A fighter pilot's experience in an English Squadron during WW#2. How did an English lad get married to a Swedish lass and end up in Austin Texas?

The explosion that ensued when a lit match was dropped into a crapper mistakenly cleansed with kero reminds me of the arrogant patient who ignored fasting protocols and had his bowel explode in the OR when a laser was fired up.

Despite dismal survival odds we get tales of men who lived to tell of ditchings at sea and planes that barrelled through forests at 200 miles an hour.

Life is never lived as vividly and intensely as it is when one is in constant danger of losing it.
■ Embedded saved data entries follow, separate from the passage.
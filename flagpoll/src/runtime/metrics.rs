use super::time::hrtime;

use std::time::Duration;

/// Snapshot of loop accounting.
#[derive(Debug, Clone, Copy, Default, PartialEq, Eq)]
pub struct LoopMetrics {
    /// Callbacks dispatched by the driver.
    pub events: u64,

    /// Time spent blocked in the wake-signal wait. Stays zero unless the
    /// loop was built with [`metrics_idle_time`](crate::LoopBuilder::metrics_idle_time).
    pub idle_time: Duration,
}

pub(crate) struct Metrics {
    idle_time_enabled: bool,

    /// `hrtime()` when the driver entered a blocking wait.
    provider_entry_time: Option<u64>,

    snapshot: LoopMetrics,
}

impl Metrics {
    pub(crate) fn new(idle_time_enabled: bool) -> Self {
        Self {
            idle_time_enabled,
            provider_entry_time: None,
            snapshot: LoopMetrics::default(),
        }
    }

    pub(crate) fn set_provider_entry_time(&mut self) {
        if self.idle_time_enabled && self.provider_entry_time.is_none() {
            self.provider_entry_time = Some(hrtime());
        }
    }

    pub(crate) fn update_idle_time(&mut self) {
        if let Some(entry) = self.provider_entry_time.take() {
            let idle = hrtime().saturating_sub(entry);
            self.snapshot.idle_time += Duration::from_nanos(idle);
        }
    }

    pub(crate) fn inc_events(&mut self, n: usize) {
        self.snapshot.events += n as u64;
    }

    pub(crate) fn snapshot(&self) -> LoopMetrics {
        self.snapshot
    }
}
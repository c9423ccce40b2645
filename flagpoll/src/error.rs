//! Error taxonomy.
//!
//! Only loop setup and descriptor probing can fail with an error value.
//! Once a loop exists, a failure of the wake signal, the timer or the
//! readiness primitive is unrecoverable and terminates the process through
//! [`fatal`].

use std::io;
use std::os::fd::RawFd;

/// Portable error kinds, independent of the platform status codes.
#[derive(Debug, Clone, Copy, PartialEq, Eq, Hash)]
pub enum ErrorKind {
    Access,
    AddrInUse,
    BadFd,
    Busy,
    Canceled,
    ConnAborted,
    ConnRefused,
    Exists,
    Fault,
    HostUnreach,
    Invalid,
    Io,
    Loop,
    TooManyFiles,
    MsgSize,
    NoBufs,
    NoDevice,
    NotFound,
    OutOfMemory,
    NoSpace,
    NotSupported,
    NotEmpty,
    NotTty,
    Eof,
    Permission,
    BrokenPipe,
    Protocol,
    ReadOnlyFs,
    TimedOut,
    Unknown,
}

impl ErrorKind {
    /// Translates a platform status code into its portable kind.
    ///
    /// This is a pure lookup; unknown codes map to [`ErrorKind::Unknown`].
    pub fn from_raw_os_error(code: i32) -> Self {
        match code {
            libc::EACCES => ErrorKind::Access,
            libc::EADDRINUSE => ErrorKind::AddrInUse,
            libc::EBADF => ErrorKind::BadFd,
            libc::EBUSY => ErrorKind::Busy,
            libc::ECANCELED => ErrorKind::Canceled,
            libc::ECONNABORTED => ErrorKind::ConnAborted,
            libc::ECONNREFUSED => ErrorKind::ConnRefused,
            libc::EEXIST => ErrorKind::Exists,
            libc::EFAULT => ErrorKind::Fault,
            libc::EHOSTUNREACH => ErrorKind::HostUnreach,
            libc::EINVAL => ErrorKind::Invalid,
            libc::EIO => ErrorKind::Io,
            libc::ELOOP => ErrorKind::Loop,
            libc::EMFILE | libc::ENFILE => ErrorKind::TooManyFiles,
            libc::EMSGSIZE => ErrorKind::MsgSize,
            libc::ENOBUFS => ErrorKind::NoBufs,
            libc::ENODEV => ErrorKind::NoDevice,
            libc::ENOENT => ErrorKind::NotFound,
            libc::ENOMEM => ErrorKind::OutOfMemory,
            libc::ENOSPC => ErrorKind::NoSpace,
            libc::ENOSYS => ErrorKind::NotSupported,
            libc::ENOTEMPTY => ErrorKind::NotEmpty,
            libc::ENOTTY => ErrorKind::NotTty,
            libc::EPERM => ErrorKind::Permission,
            libc::EPIPE => ErrorKind::BrokenPipe,
            libc::EPROTO => ErrorKind::Protocol,
            libc::EROFS => ErrorKind::ReadOnlyFs,
            libc::ETIMEDOUT => ErrorKind::TimedOut,
            _ => ErrorKind::Unknown,
        }
    }
}

/// Errors surfaced by loop setup and descriptor probing.
#[derive(Debug, thiserror::Error)]
pub enum LoopError {
    /// A synchronization primitive could not be reserved while building
    /// the loop. Everything reserved before the failure has been released.
    #[error("could not reserve the {resource}")]
    ResourceExhausted {
        resource: &'static str,
        #[source]
        source: io::Error,
    },

    /// The descriptor is not usable with `poll(2)`.
    #[error("descriptor {0} is not supported by poll")]
    InvalidFd(RawFd),

    /// A probe syscall failed.
    #[error(transparent)]
    Io(#[from] io::Error),
}

impl LoopError {
    /// Returns the portable kind of this error.
    pub fn kind(&self) -> ErrorKind {
        match self {
            LoopError::ResourceExhausted { .. } => ErrorKind::OutOfMemory,
            LoopError::InvalidFd(_) => ErrorKind::Invalid,
            LoopError::Io(error) => error
                .raw_os_error()
                .map(ErrorKind::from_raw_os_error)
                .unwrap_or(ErrorKind::Unknown),
        }
    }
}

/// Terminates the process after a steady-state primitive failure.
///
/// The wake signal, the timer and the readiness call are assumed to work
/// once the loop has been built; there is no degraded mode.
pub(crate) fn fatal(operation: &'static str, error: io::Error) -> ! {
    tracing::error!(message = "flagpoll: unrecoverable platform failure", operation, %error);
    std::process::abort()
}
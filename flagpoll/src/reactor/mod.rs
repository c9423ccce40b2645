//! Readiness backend.
//!
//! This module implements the event-readiness core of the loop.
//! The reactor is responsible for:
//! - suspending the loop thread on a single wake signal,
//! - collecting cross-thread wakeups and completions,
//! - delegating descriptor readiness to the poll helper thread.
//!
//! Every source of work escalates one bit of the pending flags and raises
//! the wake signal on the bit's first set. The loop thread clears the
//! signal, swaps the flags to zero and dispatches whatever the bits name.

mod core;
mod poller;

pub(crate) mod async_handle;
pub(crate) mod completion;
pub(crate) mod fdset;
pub(crate) mod flags;
pub(crate) mod poll_thread;
pub(crate) mod signal;
pub(crate) mod watcher;

pub use async_handle::AsyncHandle;
pub use self::core::{Loop, Remote, Timeout};
pub use watcher::Events;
Little wonder in retrospect Veterans remember war experiences as the best and worst times of their lives and feel closer to the friends they made there than any in later life.

I could have used a glossary for all the acronyms used.  The excepts from the operational log parallel the author's diary. They tend to be dry and repetitious with occasional sparks of emotion thrown in dramatic for their rarity.

Wednesday, November 09, 2016

Once Upon a Cowboy

The Storyline is superior to the suggestive cover illustration though this is yet another Cowboy Romance. Noone would call this great literature but it’s an okay timewaster.